Dialysis catheters are placed for patients requiring temporary or permanent help when their kidneys are unable to function properly. Dialysis helps the body cleanse the blood of impurities when the kidneys are unable to keep up due to illness or deteriorating kidney function.
Dialysis catheters are placed in the upper chest or neck for patients who do not have a surgically placed dialysis access (fistula). They may be used immediately after placement.
How to Prepare
You may need to have blood drawn in advance of your procedure or during your dialysis run.
A nurse may call you the day before your procedure to review your medications and any last-minute instructions.
Do not eat anything for six hours before your procedure.
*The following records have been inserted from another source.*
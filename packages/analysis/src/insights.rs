//! Displayable conclusions drawn from a perimeter snapshot.

use citytwin_analysis_models::{
    CountChip, Greenery, NearestEntry, PerimeterAnalysis, PerimeterInsights, SchoolSeats,
};
use citytwin_object_models::catalog;

/// Number of nearest objects listed by default.
pub const DEFAULT_NEARBY_LIMIT: usize = 6;

/// Summarizes a [`PerimeterAnalysis`] into chips, status flags, the closest
/// `nearby_limit` objects, and one-line messages.
#[must_use]
pub fn perimeter_insights(analysis: &PerimeterAnalysis, nearby_limit: usize) -> PerimeterInsights {
    let chips: Vec<CountChip> = analysis
        .counts
        .iter()
        .map(|(kind, count)| CountChip {
            kind: *kind,
            emoji: catalog::emoji_for(*kind).to_string(),
            count: *count,
        })
        .collect();

    let school_seats = if analysis.school_gap > 0.0 {
        SchoolSeats::Shortfall {
            seats: analysis.school_gap,
        }
    } else {
        SchoolSeats::Sufficient
    };

    let industry_influence =
        (analysis.industry_emission > 0.0).then_some(analysis.industry_emission);

    let greenery = if analysis.parks == 0 {
        Greenery::NoParks
    } else {
        Greenery::Parks {
            count: analysis.parks,
        }
    };

    let nearest = analysis
        .around
        .iter()
        .take(nearby_limit)
        .map(|n| NearestEntry {
            id: n.object.id.clone(),
            kind: n.object.kind(),
            emoji: catalog::emoji_for(n.object.kind()).to_string(),
            distance_km: n.distance_km,
        })
        .collect();

    let mut messages = vec![
        format!("Residents within radius: {:.0}", analysis.residents),
        format!(
            "School capacity within radius: {:.0}",
            analysis.school_capacity
        ),
    ];
    messages.push(match school_seats {
        SchoolSeats::Shortfall { seats } => {
            format!("School places may be short by roughly {seats:.0}.")
        }
        SchoolSeats::Sufficient => {
            "School places within the radius are roughly sufficient.".to_string()
        }
    });
    if let Some(emission) = industry_influence {
        messages.push(format!("Industrial influence nearby (relative): {emission:.0}."));
    }
    messages.push(match greenery {
        Greenery::NoParks => "No parks within the radius: consider adding a green zone.".to_string(),
        Greenery::Parks { count } => {
            format!("Parks within the radius: {count}, supporting ecology and comfort.")
        }
    });

    PerimeterInsights {
        chips,
        school_seats,
        industry_influence,
        greenery,
        nearest,
        messages,
    }
}

#[cfg(test)]
mod tests {
    use super::*;
    use crate::analyze_perimeter;
    use citytwin_object_models::{CityObject, Coordinate, ObjectKind, ObjectParams};

    fn at(id: &str, params: ObjectParams, lat_offset: f64) -> CityObject {
        CityObject {
            id: id.to_string(),
            coordinate: Coordinate::new(49.9483 + lat_offset, 82.6285).unwrap(),
            params,
        }
    }

    fn center() -> Coordinate {
        Coordinate::new(49.9483, 82.6285).unwrap()
    }

    #[test]
    fn shortfall_and_no_parks() {
        let objects = [at("h", ObjectParams::Housing { residents: 4000 }, 0.001)];
        let analysis = analyze_perimeter(center(), &objects, 1.5);
        let insights = perimeter_insights(&analysis, DEFAULT_NEARBY_LIMIT);

        assert_eq!(insights.school_seats, SchoolSeats::Shortfall { seats: 1000.0 });
        assert_eq!(insights.greenery, Greenery::NoParks);
        assert_eq!(insights.industry_influence, None);
        assert_eq!(insights.chips.len(), 1);
        assert_eq!(insights.chips[0].kind, ObjectKind::Housing);
        assert!(insights.messages.iter().any(|m| m.contains("short by roughly 1000")));
    }

    #[test]
    fn sufficient_with_parks_and_industry() {
        let objects = [
            at("h", ObjectParams::Housing { residents: 1000 }, 0.001),
            at("s", ObjectParams::School { capacity: 800 }, 0.002),
            at("p", ObjectParams::Park { green_factor: 0.25 }, 0.003),
            at(
                "i",
                ObjectParams::Industry {
                    emission: 120.0,
                    filter_efficiency: 0.0,
                },
                0.004,
            ),
        ];
        let analysis = analyze_perimeter(center(), &objects, 1.5);
        let insights = perimeter_insights(&analysis, DEFAULT_NEARBY_LIMIT);

        assert_eq!(insights.school_seats, SchoolSeats::Sufficient);
        assert_eq!(insights.greenery, Greenery::Parks { count: 1 });
        assert_eq!(insights.industry_influence, Some(120.0));
        assert_eq!(insights.messages.len(), 5);
    }

    #[test]
    fn nearest_list_is_truncated() {
        let objects: Vec<CityObject> = (0..10)
            .map(|i| at(&format!("b{i}"), ObjectKind::Bridge.default_params(), f64::from(i) * 0.0001))
            .collect();
        let analysis = analyze_perimeter(center(), &objects, 1.5);
        let insights = perimeter_insights(&analysis, 3);

        let ids: Vec<&str> = insights.nearest.iter().map(|n| n.id.as_str()).collect();
        assert_eq!(ids, vec!["b0", "b1", "b2"]);
    }
}
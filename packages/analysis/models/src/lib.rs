#![cfg_attr(feature = "fail-on-warnings", deny(warnings))]
#![warn(clippy::all, clippy::pedantic, clippy::nursery, clippy::cargo)]
#![allow(clippy::multiple_crate_versions, clippy::cargo_common_metadata)]

//! Result types for placement evaluation and perimeter analysis.
//!
//! These are plain snapshots: they are computed from the current object
//! list on demand and never persisted.

use std::collections::BTreeMap;

use citytwin_object_models::{CityObject, Coordinate, ObjectKind};
use serde::{Deserialize, Serialize};

/// Default radius for perimeter analysis, in kilometres.
pub const DEFAULT_RADIUS_KM: f64 = 1.5;

/// Share of residents assumed to be school-age.
pub const SCHOOL_AGE_SHARE: f64 = 0.25;

/// Qualitative feedback for a placement.
#[derive(Debug, Clone, Default, PartialEq, Eq, Serialize, Deserialize)]
#[serde(rename_all = "camelCase")]
pub struct Evaluation {
    /// Statements in favour of the placement, in rule order.
    pub supporting: Vec<String>,
    /// Statements against the placement, in rule order.
    pub concerning: Vec<String>,
}

/// An object found within the analysis radius.
#[derive(Debug, Clone, PartialEq, Serialize, Deserialize)]
#[serde(rename_all = "camelCase")]
pub struct NearbyObject {
    /// The object itself.
    pub object: CityObject,
    /// Distance from the analysis center, in kilometres.
    pub distance_km: f64,
}

/// Aggregates over every object within a radius of a center point.
#[derive(Debug, Clone, PartialEq, Serialize, Deserialize)]
#[serde(rename_all = "camelCase")]
pub struct PerimeterAnalysis {
    /// Analysis center.
    pub center: Coordinate,
    /// Radius used, in kilometres.
    pub radius_km: f64,
    /// Objects within the radius, closest first.
    pub around: Vec<NearbyObject>,
    /// Number of objects per kind within the radius.
    pub counts: BTreeMap<ObjectKind, u32>,
    /// Sum of residents over housing within the radius.
    pub residents: f64,
    /// Sum of school seats within the radius.
    pub school_capacity: f64,
    /// Estimated school-age population (`residents * 0.25`).
    pub school_demand: f64,
    /// `school_demand - school_capacity`; positive means a shortfall.
    pub school_gap: f64,
    /// Sum of filtered industrial emission within the radius.
    pub industry_emission: f64,
    /// Number of parks within the radius.
    pub parks: u32,
}

impl PerimeterAnalysis {
    /// Number of objects of `kind` within the radius.
    #[must_use]
    pub fn count(&self, kind: ObjectKind) -> u32 {
        self.counts.get(&kind).copied().unwrap_or(0)
    }
}

/// Whether the perimeter has enough school seats.
#[derive(Debug, Clone, Copy, PartialEq, Serialize, Deserialize)]
#[serde(tag = "status", rename_all = "SCREAMING_SNAKE_CASE")]
pub enum SchoolSeats {
    /// Demand exceeds capacity by roughly `seats`.
    Shortfall {
        /// Missing seats.
        seats: f64,
    },
    /// Capacity covers estimated demand.
    Sufficient,
}

/// Green space status within the perimeter.
#[derive(Debug, Clone, Copy, PartialEq, Eq, Serialize, Deserialize)]
#[serde(tag = "status", rename_all = "SCREAMING_SNAKE_CASE")]
pub enum Greenery {
    /// No parks in range.
    NoParks,
    /// At least one park in range.
    Parks {
        /// Number of parks.
        count: u32,
    },
}

/// Short label for one kind present within the perimeter.
#[derive(Debug, Clone, PartialEq, Eq, Serialize, Deserialize)]
#[serde(rename_all = "camelCase")]
pub struct CountChip {
    /// Kind being counted.
    pub kind: ObjectKind,
    /// Catalog emoji for the kind.
    pub emoji: String,
    /// Number present.
    pub count: u32,
}

/// A nearby object reduced to what a summary list needs.
#[derive(Debug, Clone, PartialEq, Serialize, Deserialize)]
#[serde(rename_all = "camelCase")]
pub struct NearestEntry {
    /// Object id.
    pub id: String,
    /// Object kind.
    pub kind: ObjectKind,
    /// Catalog emoji for the kind.
    pub emoji: String,
    /// Distance in kilometres.
    pub distance_km: f64,
}

/// Human-facing conclusions drawn from a [`PerimeterAnalysis`].
#[derive(Debug, Clone, PartialEq, Serialize, Deserialize)]
#[serde(rename_all = "camelCase")]
pub struct PerimeterInsights {
    /// Per-kind count chips, ordered by kind.
    pub chips: Vec<CountChip>,
    /// School seat status.
    pub school_seats: SchoolSeats,
    /// Filtered industrial emission, when any is present.
    pub industry_influence: Option<f64>,
    /// Park status.
    pub greenery: Greenery,
    /// Closest objects, limited in number.
    pub nearest: Vec<NearestEntry>,
    /// Readable one-line summaries of the above.
    pub messages: Vec<String>,
}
Bring someone to drive you home.
What to Expect
The procedure begins with an assessment and an IV start in the holding room before going to the interventional radiology lab.
You may be given a mild sedative to help you relax, and you also will receive an antibiotic before the procedure.
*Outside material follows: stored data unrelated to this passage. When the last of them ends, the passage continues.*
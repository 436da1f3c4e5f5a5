//! Immutable snapshot handed to the rendering host after each command.

use citytwin_analysis_models::{Evaluation, PerimeterAnalysis, PerimeterInsights};
use citytwin_object_models::{Coordinate, ObjectKind, ObjectParams};
use serde::{Deserialize, Serialize};

use crate::command::Mode;

/// Placeholder shown when there is nothing to evaluate.
pub const NOTHING_TO_EVALUATE: &str =
    "Select an object or click on the map to get an evaluation.";

/// One placed object as listed by the host.
#[derive(Debug, Clone, PartialEq, Serialize, Deserialize)]
#[serde(rename_all = "camelCase")]
pub struct ObjectView {
    /// Object id.
    pub id: String,
    /// Object kind.
    pub kind: ObjectKind,
    /// Catalog emoji.
    pub emoji: String,
    /// Catalog label.
    pub label: String,
    /// Position.
    pub coordinate: Coordinate,
    /// Parameters.
    pub params: ObjectParams,
    /// Whether this is the current selection.
    pub selected: bool,
}

/// What the evaluation panel is about.
#[derive(Debug, Clone, PartialEq, Serialize, Deserialize)]
#[serde(
    tag = "type",
    rename_all = "SCREAMING_SNAKE_CASE",
    rename_all_fields = "camelCase"
)]
pub enum EvaluationTarget {
    /// The selected object, judged against every other object.
    SelectedObject {
        /// Object id.
        id: String,
        /// Object kind.
        kind: ObjectKind,
    },
    /// A planned placement of the palette kind at the last click.
    PlannedPoint {
        /// Palette kind.
        kind: ObjectKind,
        /// Last clicked point.
        coordinate: Coordinate,
    },
    /// Nothing selected and nothing clicked.
    Nothing,
}

/// Where the perimeter analysis is centered.
#[derive(Debug, Clone, PartialEq, Serialize, Deserialize)]
#[serde(
    tag = "type",
    rename_all = "SCREAMING_SNAKE_CASE",
    rename_all_fields = "camelCase"
)]
pub enum AnalysisPoint {
    /// The selected object's position.
    SelectedObject {
        /// Object id.
        id: String,
        /// Object kind.
        kind: ObjectKind,
        /// Position.
        coordinate: Coordinate,
    },
    /// The last clicked point, for the palette kind.
    PlannedPoint {
        /// Palette kind.
        kind: ObjectKind,
        /// Last clicked point.
        coordinate: Coordinate,
    },
    /// The configured default center.
    DefaultCenter {
        /// Center point.
        coordinate: Coordinate,
    },
}

impl AnalysisPoint {
    /// The point the analysis is centered on.
    #[must_use]
    pub const fn coordinate(&self) -> Coordinate {
        match self {
            Self::SelectedObject { coordinate, .. }
            | Self::PlannedPoint { coordinate, .. }
            | Self::DefaultCenter { coordinate } => *coordinate,
        }
    }
}

/// Evaluation panel contents.
#[derive(Debug, Clone, PartialEq, Serialize, Deserialize)]
#[serde(rename_all = "camelCase")]
pub struct EvaluationView {
    /// What was evaluated.
    pub target: EvaluationTarget,
    /// Pros and cons.
    pub evaluation: Evaluation,
}

/// Perimeter panel contents.
#[derive(Debug, Clone, PartialEq, Serialize, Deserialize)]
#[serde(rename_all = "camelCase")]
pub struct AnalysisView {
    /// Analysis center.
    pub point: AnalysisPoint,
    /// Raw aggregates.
    pub perimeter: PerimeterAnalysis,
    /// Derived conclusions.
    pub insights: PerimeterInsights,
}

/// Everything a host needs to render the session.
#[derive(Debug, Clone, PartialEq, Serialize, Deserialize)]
#[serde(rename_all = "camelCase")]
pub struct ViewModel {
    /// Current interaction mode.
    pub mode: Mode,
    /// Kind the next placement will use.
    pub palette: ObjectKind,
    /// Placed objects in insertion order.
    pub objects: Vec<ObjectView>,
    /// Selected object id.
    pub selected_id: Option<String>,
    /// Last clicked point.
    pub last_click: Option<Coordinate>,
    /// Evaluation panel.
    pub evaluation: EvaluationView,
    /// Perimeter panel.
    pub analysis: AnalysisView,
}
In the lab, the interventional radiology staff will help you onto a narrow table, connect you to the monitoring equipment and clean the access site with an alcohol-based solution.
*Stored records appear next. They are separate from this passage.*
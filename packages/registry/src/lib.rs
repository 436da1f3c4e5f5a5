#![cfg_attr(feature = "fail-on-warnings", deny(warnings))]
#![warn(clippy::all, clippy::pedantic, clippy::nursery, clippy::cargo)]
#![allow(clippy::multiple_crate_versions)]

//! In-memory registry of placed city objects.
//!
//! Objects are kept in insertion order. At most one object is selected at a
//! time; move and delete operate on the selection. The registry is owned by
//! a single session and has no internal synchronization.

use citytwin_object_models::{CityObject, Coordinate, ObjectKind};

/// Length of generated object identifiers, in hex characters.
const ID_LEN: usize = 10;

/// Errors that can occur when addressing registry objects by id.
#[derive(Debug, Clone, PartialEq, Eq, thiserror::Error)]
pub enum RegistryError {
    /// No object with the given id exists.
    #[error("Unknown object: {id}")]
    UnknownObject {
        /// The id that was looked up.
        id: String,
    },
}

/// Ordered collection of placed objects plus the current selection.
#[derive(Debug, Clone, Default)]
pub struct Registry {
    objects: Vec<CityObject>,
    selected: Option<String>,
}

impl Registry {
    /// Creates an empty registry.
    #[must_use]
    pub const fn new() -> Self {
        Self {
            objects: Vec::new(),
            selected: None,
        }
    }

    /// Places a new object with its kind's default parameters and selects it.
    pub fn add(&mut self, kind: ObjectKind, coordinate: Coordinate) -> &CityObject {
        let id = self.fresh_id();
        log::debug!("Adding {kind} {id} at {coordinate}");

        self.objects.push(CityObject::new(id.clone(), kind, coordinate));
        self.selected = Some(id);

        let last = self.objects.len() - 1;
        &self.objects[last]
    }

    /// Removes the selected object.
    ///
    /// Afterwards the first remaining object is selected, or the selection
    /// is cleared if the registry is empty. Returns `false` if nothing was
    /// selected.
    pub fn delete_selected(&mut self) -> bool {
        let Some(id) = self.selected.take() else {
            return false;
        };

        let before = self.objects.len();
        self.objects.retain(|o| o.id != id);
        let removed = self.objects.len() < before;

        self.selected = self.objects.first().map(|o| o.id.clone());

        if removed {
            log::debug!("Deleted {id}");
        } else {
            log::warn!("Selected object {id} was not in the registry");
        }
        removed
    }

    /// Moves the selected object to `coordinate`.
    ///
    /// Returns `false` if nothing is selected.
    pub fn move_selected(&mut self, coordinate: Coordinate) -> bool {
        let Some(id) = self.selected.as_deref() else {
            return false;
        };

        match self.objects.iter_mut().find(|o| o.id == id) {
            Some(obj) => {
                log::debug!("Moving {id} from {} to {coordinate}", obj.coordinate);
                obj.coordinate = coordinate;
                true
            }
            None => false,
        }
    }

    /// Returns the selected object, if any.
    #[must_use]
    pub fn selected(&self) -> Option<&CityObject> {
        let id = self.selected.as_deref()?;
        self.get(id)
    }

    /// Returns the selected object's id, if any.
    #[must_use]
    pub fn selected_id(&self) -> Option<&str> {
        self.selected.as_deref()
    }

    /// Selects an existing object by id.
    ///
    /// # Errors
    ///
    /// Returns [`RegistryError::UnknownObject`] if no object has that id.
    /// The selection is left unchanged in that case.
    pub fn select(&mut self, id: &str) -> Result<(), RegistryError> {
        if self.get(id).is_none() {
            return Err(RegistryError::UnknownObject { id: id.to_string() });
        }
        self.selected = Some(id.to_string());
        Ok(())
    }

    /// Looks up an object by id.
    #[must_use]
    pub fn get(&self, id: &str) -> Option<&CityObject> {
        self.objects.iter().find(|o| o.id == id)
    }

    /// All objects in insertion order.
    #[must_use]
    pub fn objects(&self) -> &[CityObject] {
        &self.objects
    }

    /// Every object except the one with the given id.
    pub fn others<'a>(&'a self, id: &'a str) -> impl Iterator<Item = &'a CityObject> + 'a {
        self.objects.iter().filter(move |o| o.id != id)
    }

    /// Number of placed objects.
    #[must_use]
    pub fn len(&self) -> usize {
        self.objects.len()
    }

    /// Whether no objects have been placed.
    #[must_use]
    pub fn is_empty(&self) -> bool {
        self.objects.is_empty()
    }

    fn fresh_id(&self) -> String {
        loop {
            let mut id = uuid::Uuid::new_v4().simple().to_string();
            id.truncate(ID_LEN);
            if self.get(&id).is_none() {
                return id;
            }
        }
    }
}

#[cfg(test)]
mod tests {
    use super::*;

    fn c(lat: f64, lon: f64) -> Coordinate {
        Coordinate::new(lat, lon).unwrap()
    }

    #[test]
    fn add_selects_newest_object() {
        let mut registry = Registry::new();
        let first = registry.add(ObjectKind::Housing, c(1.0, 1.0)).id.clone();
        let second = registry.add(ObjectKind::School, c(2.0, 2.0)).id.clone();

        assert_ne!(first, second);
        assert_eq!(second.len(), ID_LEN);
        assert_eq!(registry.selected_id(), Some(second.as_str()));
        assert_eq!(registry.selected().unwrap().kind(), ObjectKind::School);
        assert_eq!(registry.objects()[0].id, first);
    }

    #[test]
    fn delete_without_selection_is_noop() {
        let mut registry = Registry::new();
        assert!(!registry.delete_selected());
        assert!(registry.is_empty());
    }

    #[test]
    fn delete_reselects_first_remaining() {
        let mut registry = Registry::new();
        let a = registry.add(ObjectKind::Housing, c(1.0, 1.0)).id.clone();
        registry.add(ObjectKind::Park, c(2.0, 2.0));
        let cid = registry.add(ObjectKind::School, c(3.0, 3.0)).id.clone();

        assert!(registry.delete_selected());
        assert_eq!(registry.len(), 2);
        assert!(registry.get(&cid).is_none());
        assert_eq!(registry.selected_id(), Some(a.as_str()));
    }

    #[test]
    fn delete_last_object_clears_selection() {
        let mut registry = Registry::new();
        registry.add(ObjectKind::Bridge, c(1.0, 1.0));

        assert!(registry.delete_selected());
        assert!(registry.is_empty());
        assert!(registry.selected().is_none());
        assert!(!registry.delete_selected());
    }

    #[test]
    fn move_updates_selected_in_place() {
        let mut registry = Registry::new();
        let id = registry.add(ObjectKind::Park, c(1.0, 1.0)).id.clone();

        assert!(registry.move_selected(c(5.0, 6.0)));
        let moved = registry.get(&id).unwrap();
        assert_eq!(moved.coordinate, c(5.0, 6.0));
        assert_eq!(registry.len(), 1);
    }

    #[test]
    fn move_without_selection_returns_false() {
        let mut registry = Registry::new();
        assert!(!registry.move_selected(c(5.0, 6.0)));
    }

    #[test]
    fn select_unknown_keeps_selection() {
        let mut registry = Registry::new();
        let id = registry.add(ObjectKind::Park, c(1.0, 1.0)).id.clone();

        let err = registry.select("missing").unwrap_err();
        assert_eq!(
            err,
            RegistryError::UnknownObject {
                id: "missing".to_string()
            }
        );
        assert_eq!(registry.selected_id(), Some(id.as_str()));
    }

    #[test]
    fn others_excludes_given_object() {
        let mut registry = Registry::new();
        let a = registry.add(ObjectKind::Housing, c(1.0, 1.0)).id.clone();
        let b = registry.add(ObjectKind::School, c(2.0, 2.0)).id.clone();

        let rest: Vec<&str> = registry.others(&a).map(|o| o.id.as_str()).collect();
        assert_eq!(rest, vec![b.as_str()]);
    }
}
The dialysis catheter is most commonly placed in the vein at the juncture of your clavicle and neck. A sterile drape will be placed over your face and neck, and you will be asked to turn your head away from the access site.
You will return to the holding room for recovery, and then you may be discharged to the dialysis center for a dialysis run the same day your catheter is placed.
After the Procedure
The dialysis staff will give you specific instructions on the care of your catheter.
You may take acetaminophen (Tylenol) or ibuprofen (Advil) to relieve any mild discomfort at the insertion site.